Everyday poetry: “Ode to Billie Joe” — 2 Comments

  1. BTW, I considered that one of the two (the family or Billy Joe) might be black, but I didn’t think they would be chatting after church in 1967 Mississippi if that were the case, or going to the picture show together. I don’t think that was “done” in that place at that time, although there are theories to that effect.

    The Tallahatchie Bridge collapsed in the early 1970s. It was only 20 feet high, and the water was deep, so you could jump with no problem. People did after the song came out, driving the local police nuts.
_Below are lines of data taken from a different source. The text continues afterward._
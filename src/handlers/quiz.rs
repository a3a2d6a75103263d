// src/handlers/quiz.rs

use axum::{
    Json,
    extract::{Query, State},
    http::StatusCode,
    response::IntoResponse,
};
use sqlx::PgPool;

use crate::{
    config::RECENT_HISTORY_LIMIT,
    error::AppError,
    models::{
        question_stat::accuracy_rate,
        quiz::{
            GenreSummary, QuizResultView, QuizSession, QuizType, SubmitQuizRequest,
            SubmitQuizResponse, WrongNoteSubmitRequest,
        },
        ranking::RankingParams,
    },
    services::{
        ranking::leaderboard,
        session::{NewSession, ReplacePolicy, SubmitOutcome, submit_session},
    },
    utils::jwt::AuthUser,
};

fn submitted(outcome: SubmitOutcome, message: &str) -> impl IntoResponse {
    (
        StatusCode::CREATED,
        Json(SubmitQuizResponse {
            message: message.to_string(),
            session_id: outcome.session_id,
            summary: outcome.summary,
        }),
    )
}

/// Grades a quiz batch and records it as a new session.
///
/// Answers referring to unknown questions are skipped; the rest are graded
/// and counted normally.
pub async fn submit_quiz(
    State(pool): State<PgPool>,
    user: AuthUser,
    Json(req): Json<SubmitQuizRequest>,
) -> Result<impl IntoResponse, AppError> {
    let outcome = submit_session(
        &pool,
        NewSession {
            user_id: user.id,
            genre_id: req.genre_id,
            quiz_type: req.quiz_type,
            started_at: req.started_at,
            answers: &req.quiz_results,
            replace: ReplacePolicy::Keep,
        },
    )
    .await?;

    Ok(submitted(outcome, "Quiz results saved"))
}

/// Grades a wrong-note retake. The new session replaces the origin retake,
/// or every earlier retake of the same type when no origin is given.
/// Regular sessions are left alone and retakes earn no best-of score.
pub async fn submit_wrong_note(
    State(pool): State<PgPool>,
    user: AuthUser,
    Json(req): Json<WrongNoteSubmitRequest>,
) -> Result<impl IntoResponse, AppError> {
    let replace = match req.origin_session_id {
        Some(session_id) => ReplacePolicy::Session(session_id),
        None => ReplacePolicy::PriorOfType,
    };

    let outcome = submit_session(
        &pool,
        NewSession {
            user_id: user.id,
            genre_id: req.genre_id,
            quiz_type: req.quiz_type.unwrap_or(QuizType::WrongNote),
            started_at: req.started_at,
            answers: &req.quiz_results,
            replace,
        },
    )
    .await?;

    Ok(submitted(outcome, "Wrong-note results saved"))
}

/// Top rankings for a score dimension plus the caller's own position.
pub async fn get_ranking(
    State(pool): State<PgPool>,
    user: AuthUser,
    Query(params): Query<RankingParams>,
) -> Result<impl IntoResponse, AppError> {
    let ranking = leaderboard(&pool, params.mode, user.id).await?;
    Ok(Json(ranking))
}

/// The caller's most recent sessions.
pub async fn list_sessions(
    State(pool): State<PgPool>,
    user: AuthUser,
) -> Result<impl IntoResponse, AppError> {
    let sessions = sqlx::query_as::<_, QuizSession>(
        r#"
        SELECT id, user_id, genre_id, quiz_type, is_retake, created_at, start_time, end_time,
               total_questions, correct_count, wrong_count, total_score
        FROM quiz_sessions
        WHERE user_id = $1
        ORDER BY created_at DESC, id DESC
        LIMIT $2
        "#,
    )
    .bind(user.id)
    .bind(RECENT_HISTORY_LIMIT)
    .fetch_all(&pool)
    .await
    .map_err(|e| {
        tracing::error!("Failed to list sessions: {:?}", e);
        AppError::from(e)
    })?;

    Ok(Json(sessions))
}

const RESULT_VIEW_SELECT: &str = r#"
    SELECT r.id, r.session_id, r.question_id, q.question_text, q.explanation,
           r.user_answer, r.correct_answer, r.is_correct, r.score, r.submission_time
    FROM quiz_results r
    JOIN quiz_sessions s ON s.id = r.session_id
    JOIN questions q ON q.id = r.question_id
"#;

/// The caller's most recent graded answers.
pub async fn list_results(
    State(pool): State<PgPool>,
    user: AuthUser,
) -> Result<impl IntoResponse, AppError> {
    let results = sqlx::query_as::<_, QuizResultView>(&format!(
        "{RESULT_VIEW_SELECT} WHERE s.user_id = $1 \
         ORDER BY r.submission_time DESC, r.id DESC LIMIT $2"
    ))
    .bind(user.id)
    .bind(RECENT_HISTORY_LIMIT)
    .fetch_all(&pool)
    .await?;

    Ok(Json(results))
}

/// Every answer the caller got wrong, newest first.
pub async fn list_wrong_results(
    State(pool): State<PgPool>,
    user: AuthUser,
) -> Result<impl IntoResponse, AppError> {
    let results = sqlx::query_as::<_, QuizResultView>(&format!(
        "{RESULT_VIEW_SELECT} WHERE s.user_id = $1 AND NOT r.is_correct \
         ORDER BY r.submission_time DESC, r.id DESC"
    ))
    .bind(user.id)
    .fetch_all(&pool)
    .await?;

    Ok(Json(results))
}

/// Correct/total per genre for the caller.
pub async fn genre_summary(
    State(pool): State<PgPool>,
    user: AuthUser,
) -> Result<impl IntoResponse, AppError> {
    let mut summary = sqlx::query_as::<_, GenreSummary>(
        r#"
        SELECT g.id AS genre_id, g.name AS genre_name,
               COUNT(r.id) FILTER (WHERE r.is_correct) AS correct,
               COUNT(r.id) AS total
        FROM quiz_results r
        JOIN quiz_sessions s ON s.id = r.session_id
        JOIN questions q ON q.id = r.question_id
        JOIN genres g ON g.id = q.genre_id
        WHERE s.user_id = $1
        GROUP BY g.id, g.name
        ORDER BY g.name
        "#,
    )
    .bind(user.id)
    .fetch_all(&pool)
    .await?;

    for row in &mut summary {
        row.accuracy = accuracy_rate(row.correct, row.total)
            .map(|rate| (rate * 100.0).round() / 100.0)
            .unwrap_or(0.0);
    }

    Ok(Json(summary))
}
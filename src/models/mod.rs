// src/models/mod.rs

pub mod genre;
pub mod question;
pub mod question_stat;
pub mod quiz;
pub mod ranking;
pub mod user;
// src/state.rs

use std::path::PathBuf;

use crate::config::Config;
use axum::extract::FromRef;
use sqlx::PgPool;

/// Shared handler state: the connection pool plus immutable configuration.
#[derive(Clone)]
pub struct AppState {
    pub pool: PgPool,
    pub config: Config,
}

impl AppState {
    pub fn new(pool: PgPool, config: Config) -> Self {
        Self { pool, config }
    }
}

/// Root directory of uploaded media (profile images).
#[derive(Debug, Clone)]
pub struct MediaRoot(pub PathBuf);

impl FromRef<AppState> for PgPool {
    fn from_ref(state: &AppState) -> Self {
        state.pool.clone()
    }
}

impl FromRef<AppState> for Config {
    fn from_ref(state: &AppState) -> Self {
        state.config.clone()
    }
}

impl FromRef<AppState> for MediaRoot {
    fn from_ref(state: &AppState) -> Self {
        MediaRoot(PathBuf::from(&state.config.media_root))
    }
}
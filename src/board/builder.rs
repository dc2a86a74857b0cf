//! Fluent builder for constructing game positions.
//!
//! Allows setting up positions piece by piece, for tests, puzzles and
//! resuming a game from a stored layout.
//!
//! # Example
//! ```
//! use chess_rules::board::{Color, GameBuilder, PieceKind, Square};
//!
//! let game = GameBuilder::new()
//!     .piece(Square::at(4, 7), PieceKind::King, Color::White)
//!     .piece(Square::at(4, 0), PieceKind::King, Color::Black)
//!     .piece(Square::at(0, 6), PieceKind::Pawn, Color::White)
//!     .side_to_move(Color::White)
//!     .build()
//!     .expect("one king per side");
//! assert_eq!(game.legal_destinations(Square::at(0, 6)).len(), 2);
//! ```

use super::{
    Board, BuildError, CastleSide, CastlingRights, Cell, Color, GameState, GameStatus, PieceKind,
    Square,
};

/// A fluent builder for constructing `GameState` positions.
#[derive(Clone, Debug)]
pub struct GameBuilder {
    pieces: Vec<(Square, PieceKind, Color)>,
    side_to_move: Color,
    castling_rights: CastlingRights,
    en_passant_target: Option<Square>,
}

impl Default for GameBuilder {
    fn default() -> Self {
        Self::new()
    }
}

impl GameBuilder {
    /// Create a new empty builder: no pieces, White to move, no castling.
    #[must_use]
    pub fn new() -> Self {
        GameBuilder {
            pieces: Vec::new(),
            side_to_move: Color::White,
            castling_rights: CastlingRights::none(),
            en_passant_target: None,
        }
    }

    /// Create a builder starting from the standard initial position.
    #[must_use]
    pub fn starting_position() -> Self {
        let state = GameState::new();
        GameBuilder {
            pieces: state.board.pieces().collect(),
            side_to_move: Color::White,
            castling_rights: CastlingRights::all(),
            en_passant_target: None,
        }
    }

    /// Place a piece on the board, replacing whatever stood there.
    #[must_use]
    pub fn piece(mut self, square: Square, kind: PieceKind, color: Color) -> Self {
        self.pieces.retain(|(sq, _, _)| *sq != square);
        self.pieces.push((square, kind, color));
        self
    }

    /// Remove a piece from a square.
    #[must_use]
    pub fn clear(mut self, square: Square) -> Self {
        self.pieces.retain(|(sq, _, _)| *sq != square);
        self
    }

    /// Set the side to move.
    #[must_use]
    pub const fn side_to_move(mut self, color: Color) -> Self {
        self.side_to_move = color;
        self
    }

    /// Set castling rights from a `CastlingRights` value.
    #[must_use]
    pub const fn castling(mut self, rights: CastlingRights) -> Self {
        self.castling_rights = rights;
        self
    }

    /// Enable castling to one side for a color.
    #[must_use]
    pub fn castle(mut self, color: Color, side: CastleSide) -> Self {
        self.castling_rights.set(color, side);
        self
    }

    /// Set the en passant target square.
    #[must_use]
    pub const fn en_passant(mut self, target: Square) -> Self {
        self.en_passant_target = Some(target);
        self
    }

    /// Build the game.
    ///
    /// Fails unless each color has exactly one king. The status of the side
    /// to move is computed, so a position built already mated is game over.
    pub fn build(self) -> Result<GameState, BuildError> {
        let mut state = GameState::new();
        state.board = Board::empty();
        for (square, kind, color) in self.pieces {
            state.board.put(square, Cell::Occupied(kind, color));
        }

        for color in Color::BOTH {
            state.kings[color.index()] = Self::single_king(&state, color)?;
        }

        state.side_to_move = self.side_to_move;
        state.castling_rights = self.castling_rights;
        state.en_passant_target = self.en_passant_target;
        state.status = GameStatus::Ongoing;
        state.game_over = false;
        state.refresh_status();

        #[cfg(feature = "logging")]
        log::debug!(
            "built position: {} to move, status {}",
            state.side_to_move,
            state.status
        );

        Ok(state)
    }

    fn single_king(state: &GameState, color: Color) -> Result<Square, BuildError> {
        let mut kings = state
            .board
            .pieces()
            .filter(|&(_, kind, c)| kind == PieceKind::King && c == color)
            .map(|(sq, _, _)| sq);

        let first = kings.next().ok_or(BuildError::MissingKing { color })?;
        match kings.next() {
            Some(second) => Err(BuildError::DuplicateKing {
                color,
                first,
                second,
            }),
            None => Ok(first),
        }
    }
}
    Fourteen-year-old Emmett Till’s tortured body was thrown into the Tallahatchie River. According to Wikipedia, “Till’s mother had an open casket funeral to let everyone see how her son had been brutally killed. He had been shot and beaten; he was then thrown into the Tallahatchie River with a seventy-five pound cotton gin fan tied to his neck with barbed wire to work as a weight. His body remained in the river for three days until it was discovered and retrieved by two fishermen.” The story was covered by 60 Minutes a few years ago.

    All the photos I’ve found of bridges over the Tallahatchie show a very muddy river.

    Capitol released Gentry’s demo version with some orchestration added. Her singing and guitar work are unadulterated, which is fabulous. I loathe pop music because it is so, so overproduced. (Well, there are other reasons, but you get the idea.)